Toys Hill was part of the Common of Brasted Chart, where local people once kept pigs and cattle, gathered peat and firewood and quarried Chertstone for their roads and buildings. Various pits that are visible in the high woods of Toys Hill include those dug by charcoal burners as well as pits for quarrying chert, a hard sandstone found in the Lower Greensand formation that has been extracted for many centuries for local roadstone and building stone.
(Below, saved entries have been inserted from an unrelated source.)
//! Call outcomes and the response record handed back to scenarios

use serde::{Deserialize, Serialize};
use serde_json::Value;
use std::collections::BTreeMap;

use crate::bundle::Bundle;
use crate::error::{HarnessError, HarnessResult};

/// Status reported when no HTTP response was obtained
pub const NO_RESPONSE_STATUS: i32 = -1;

/// What came back from one network call
#[derive(Debug, Clone, PartialEq, Serialize, Deserialize)]
#[serde(tag = "kind", rename_all = "snake_case")]
pub enum Outcome {
    Response {
        status: u16,
        headers: BTreeMap<String, String>,
        body: String,
    },
    TransportError {
        message: String,
    },
}

impl Outcome {
    pub fn transport(message: impl Into<String>) -> Self {
        Outcome::TransportError {
            message: message.into(),
        }
    }

    pub fn status(&self) -> i32 {
        match self {
            Outcome::Response { status, .. } => i32::from(*status),
            Outcome::TransportError { .. } => NO_RESPONSE_STATUS,
        }
    }
}

/// Result of executing a request. Read-only once built.
#[derive(Debug, Clone, PartialEq, Serialize, Deserialize)]
pub struct ResponseRecord {
    /// HTTP status, or [`NO_RESPONSE_STATUS`]
    pub status: i32,
    pub body_text: String,
    pub json: Option<Value>,
    pub parsed: bool,
    pub success: bool,
    pub headers: BTreeMap<String, String>,
}

impl ResponseRecord {
    /// Every record is derived here, whether the call reached the server or not.
    pub fn from_outcome(outcome: &Outcome) -> Self {
        match outcome {
            Outcome::Response {
                status,
                headers,
                body,
            } => {
                let json = serde_json::from_str::<Value>(body).ok();
                Self {
                    status: i32::from(*status),
                    body_text: body.clone(),
                    parsed: json.is_some(),
                    json,
                    success: (200..300).contains(status),
                    headers: headers.clone(),
                }
            }
            Outcome::TransportError { message } => Self {
                status: NO_RESPONSE_STATUS,
                body_text: message.clone(),
                json: None,
                parsed: false,
                success: false,
                headers: BTreeMap::new(),
            },
        }
    }

    pub fn is_transport_failure(&self) -> bool {
        self.status == NO_RESPONSE_STATUS
    }

    /// Case-insensitive header lookup
    pub fn header(&self, name: &str) -> Option<&str> {
        self.headers
            .iter()
            .find(|(k, _)| k.eq_ignore_ascii_case(name))
            .map(|(_, v)| v.as_str())
    }

    /// `resourceType` of the parsed body, if any
    pub fn resource_type(&self) -> Option<&str> {
        self.json.as_ref()?.get("resourceType")?.as_str()
    }

    /// Server-assigned `id` of the parsed body, if any
    pub fn resource_id(&self) -> Option<&str> {
        self.json
            .as_ref()?
            .get("id")?
            .as_str()
            .filter(|id| !id.is_empty())
    }

    /// Interpret the body as a search bundle
    pub fn bundle(&self) -> HarnessResult<Bundle> {
        let json = self.json.as_ref().ok_or_else(|| {
            HarnessError::AssertionFailed(format!(
                "expected a Bundle but status {} body is not JSON: {}",
                self.status,
                truncate(&self.body_text, 200)
            ))
        })?;
        Bundle::from_value(json)
    }
}

pub(crate) fn truncate(text: &str, max: usize) -> &str {
    match text.char_indices().nth(max) {
        Some((idx, _)) => &text[..idx],
        None => text,
    }
}
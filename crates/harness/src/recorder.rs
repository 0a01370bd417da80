//! Interaction recorder
//!
//! Every request the fetch client executes lands here together with its
//! outcome, in call order. The log belongs to the scenario currently running:
//! the runner calls [`InteractionRecorder::reset`] exactly once at each
//! scenario boundary and nothing else removes entries.
//!
//! A process-wide instance is available through [`InteractionRecorder::global`]
//! for reporting code that has no handle on the scenario. Clones share the
//! same log.

use once_cell::sync::Lazy;
use parking_lot::Mutex;
use serde::{Deserialize, Serialize};
use std::path::Path;
use std::sync::Arc;

use crate::error::HarnessResult;
use crate::request::RequestSpec;
use crate::response::Outcome;

static GLOBAL: Lazy<InteractionRecorder> = Lazy::new(InteractionRecorder::new);

/// One request paired with what came back
#[derive(Debug, Clone, PartialEq, Serialize, Deserialize)]
pub struct HttpInteraction {
    /// Position in the current scenario's log, starting at 0
    pub sequence: usize,

    /// URL the request was resolved to (the raw path if resolution failed)
    pub url: String,

    pub request: RequestSpec,
    pub outcome: Outcome,
    pub elapsed_ms: u64,
}

#[derive(Debug, Clone, Default)]
pub struct InteractionRecorder {
    log: Arc<Mutex<Vec<HttpInteraction>>>,
}

impl InteractionRecorder {
    /// A recorder with its own log, independent of the global one
    pub fn new() -> Self {
        Self::default()
    }

    pub fn global() -> &'static InteractionRecorder {
        &GLOBAL
    }

    /// Append an interaction to the log
    pub fn record(&self, request: RequestSpec, url: String, outcome: Outcome, elapsed_ms: u64) {
        let mut log = self.log.lock();
        let sequence = log.len();
        log.push(HttpInteraction {
            sequence,
            url,
            request,
            outcome,
            elapsed_ms,
        });
    }

    /// Clear the log at a scenario boundary
    pub fn reset(&self) {
        self.log.lock().clear();
    }

    /// Snapshot of the full log, in call order
    pub fn dump(&self) -> Vec<HttpInteraction> {
        self.log.lock().clone()
    }

    pub fn last(&self) -> Option<HttpInteraction> {
        self.log.lock().last().cloned()
    }

    pub fn len(&self) -> usize {
        self.log.lock().len()
    }

    pub fn is_empty(&self) -> bool {
        self.log.lock().is_empty()
    }

    /// Write the current log as pretty JSON for replay
    pub fn write_json(&self, path: &Path) -> HarnessResult<()> {
        if let Some(parent) = path.parent() {
            std::fs::create_dir_all(parent)?;
        }
        let json = serde_json::to_string_pretty(&self.dump())?;
        std::fs::write(path, json)?;
        Ok(())
    }
}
The dense woodlands that crown Toys Hill and the surrounding plateau were badly affected by the Great Storm of 1987. Toys Hill used to be well known for its groves of ancient beech pollards, dating back to the early days of grazing, but only a few survived the 1987 storm. The woods have since regenerated with sessile oak, beech and birch saplings. Parts of one woodland, Scords Wood, are managed on a non-intervention "hands off" basis, so that natural development after the storm can be studied by Natural England.

The full title of Jonathan Evans, the former head of MI5, is Baron Evans of Weardale, of Toys Hill in the County of Kent.